INSTRUCTIONS TO FOLLOW: Tally the lines in these records that hold the string "reason", and reply with the number alone.

* * * * * * *

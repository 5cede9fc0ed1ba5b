use super::locks::LoanLocks;
use crate::config::BillingConfig;
use crate::domain::clock::{self, Clock};
use crate::domain::loan::{Loan, LoanRequest};
use crate::domain::money::Money;
use crate::domain::payment::{Payment, PaymentReceipt, Settlement};
use crate::domain::ports::BillingStoreBox;
use crate::domain::schedule::{self, Installment};
use crate::error::{BillingError, Result};
use rust_decimal::Decimal;
use std::sync::Arc;
use tracing::{debug, info};

/// The billing service for fixed-installment weekly loans.
///
/// `BillingEngine` owns the storage backend and exposes the four billing
/// operations. Every operation that changes a loan holds that loan's lock for
/// its whole read-modify-write, and commits its writes through one atomic
/// store call.
pub struct BillingEngine {
    store: BillingStoreBox,
    clock: Arc<dyn Clock>,
    config: BillingConfig,
    locks: LoanLocks,
}

impl BillingEngine {
    /// Creates a new `BillingEngine` on the system clock.
    ///
    /// # Arguments
    ///
    /// * `store` - The backend holding loans, schedules and payments.
    /// * `config` - Loan defaults and the delinquency threshold.
    pub fn new(store: BillingStoreBox, config: BillingConfig) -> Self {
        Self::with_clock(store, config, Arc::new(clock::system_time()))
    }

    pub fn with_clock(store: BillingStoreBox, config: BillingConfig, clock: Arc<dyn Clock>) -> Self {
        Self {
            store,
            clock,
            config,
            locks: LoanLocks::new(),
        }
    }

    pub fn config(&self) -> &BillingConfig {
        &self.config
    }

    /// Creates a loan and its full weekly schedule.
    ///
    /// Omitted terms are taken from the configuration. The loan and every
    /// installment are persisted together or not at all.
    pub async fn create_loan(&self, request: LoanRequest) -> Result<(Loan, Vec<Installment>)> {
        let terms = request.resolve(&self.config)?;
        let _guard = self.locks.acquire(&request.loan_id).await;

        if self.store.get(&request.loan_id).await?.is_some() {
            return Err(BillingError::AlreadyExists(request.loan_id));
        }

        let loan = Loan::new(request.loan_id, &terms, self.clock.now());
        let installments = schedule::build_schedule(&loan, self.config.absorb_rounding_residual)?;
        self.store
            .open_loan(loan.clone(), installments.clone())
            .await?;

        info!(
            loan_id = %loan.loan_id,
            principal = %loan.principal,
            weekly_payment = %loan.weekly_payment,
            weeks = loan.duration_weeks,
            "loan created"
        );
        Ok((loan, installments))
    }

    /// Total owed (principal plus flat interest) minus everything paid so far.
    pub async fn get_outstanding(&self, loan_id: &str) -> Result<Money> {
        let loan = self.load_loan(loan_id).await?;
        self.outstanding_of(&loan).await
    }

    /// Checks the configured number of consecutive missed installments.
    pub async fn is_delinquent(&self, loan_id: &str) -> Result<bool> {
        self.is_delinquent_with(loan_id, self.config.delinquency_threshold)
            .await
    }

    pub async fn is_delinquent_with(&self, loan_id: &str, threshold: u32) -> Result<bool> {
        if threshold == 0 {
            return Err(BillingError::ValidationError(
                "Delinquency threshold must be positive".to_string(),
            ));
        }
        let loan = self.load_loan(loan_id).await?;
        if !loan.is_active() {
            return Err(BillingError::AlreadyClosed(loan.loan_id));
        }
        let installments = self.store.get_schedule(loan_id).await?;
        Ok(schedule::is_delinquent(
            &installments,
            self.clock.today(),
            threshold,
        ))
    }

    /// Applies a payment to the earliest unpaid installment.
    ///
    /// The amount must equal that installment's due amount exactly. Paying the
    /// last unpaid installment closes the loan.
    pub async fn make_payment(&self, loan_id: &str, amount: Decimal) -> Result<PaymentReceipt> {
        if amount <= Decimal::ZERO {
            return Err(BillingError::InvalidAmount {
                amount,
                reason: "must be positive".to_string(),
            });
        }

        let _guard = self.locks.acquire(loan_id).await;

        let mut loan = self.load_loan(loan_id).await?;
        if !loan.is_active() {
            return Err(BillingError::AlreadyClosed(loan.loan_id));
        }

        let installments = self.store.get_schedule(loan_id).await?;
        let installment = schedule::earliest_unpaid(&installments)
            .ok_or_else(|| BillingError::NoOutstandingBalance(loan_id.to_string()))?;

        if Money::new(amount) != installment.due_amount {
            return Err(BillingError::InvalidAmount {
                amount,
                reason: format!("expected exactly {}", installment.due_amount),
            });
        }

        let now = self.clock.now();
        let payment = Payment::new(loan_id, installment.due_amount, installment.week_number, now);
        let closes = schedule::settles_loan(&installments, installment.week_number);
        let closed_loan = closes.then(|| {
            loan.close(now);
            loan.clone()
        });

        self.store
            .settle(Settlement {
                payment: payment.clone(),
                closed_loan,
            })
            .await?;

        debug!(
            loan_id,
            week = payment.week_number,
            amount = %payment.amount,
            "payment applied"
        );
        if closes {
            info!(loan_id, "loan fully repaid and closed");
        }

        let outstanding = self.outstanding_of(&loan).await?;
        let delinquent = if loan.is_active() {
            let installments = self.store.get_schedule(loan_id).await?;
            schedule::is_delinquent(
                &installments,
                self.clock.today(),
                self.config.delinquency_threshold,
            )
        } else {
            false
        };

        Ok(PaymentReceipt {
            payment,
            outstanding,
            delinquent,
        })
    }

    /// Installments of a loan ordered by week.
    pub async fn schedule(&self, loan_id: &str) -> Result<Vec<Installment>> {
        self.load_loan(loan_id).await?;
        self.store.get_schedule(loan_id).await
    }

    /// Payment history of a loan ordered by week.
    pub async fn payments(&self, loan_id: &str) -> Result<Vec<Payment>> {
        self.load_loan(loan_id).await?;
        self.store.get_by_loan(loan_id).await
    }

    /// All loans ordered by loan id.
    pub async fn loans(&self) -> Result<Vec<Loan>> {
        let mut loans = self.store.get_all().await?;
        loans.sort_by(|a, b| a.loan_id.cmp(&b.loan_id));
        Ok(loans)
    }

    async fn load_loan(&self, loan_id: &str) -> Result<Loan> {
        self.store
            .get(loan_id)
            .await?
            .ok_or_else(|| BillingError::NotFound(loan_id.to_string()))
    }

    async fn outstanding_of(&self, loan: &Loan) -> Result<Money> {
        let paid = self.store.total_paid(&loan.loan_id).await?;
        Ok(loan.total_owed()? - paid)
    }
}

* * * * * * *

SOLUTION TO THIS TASK: 2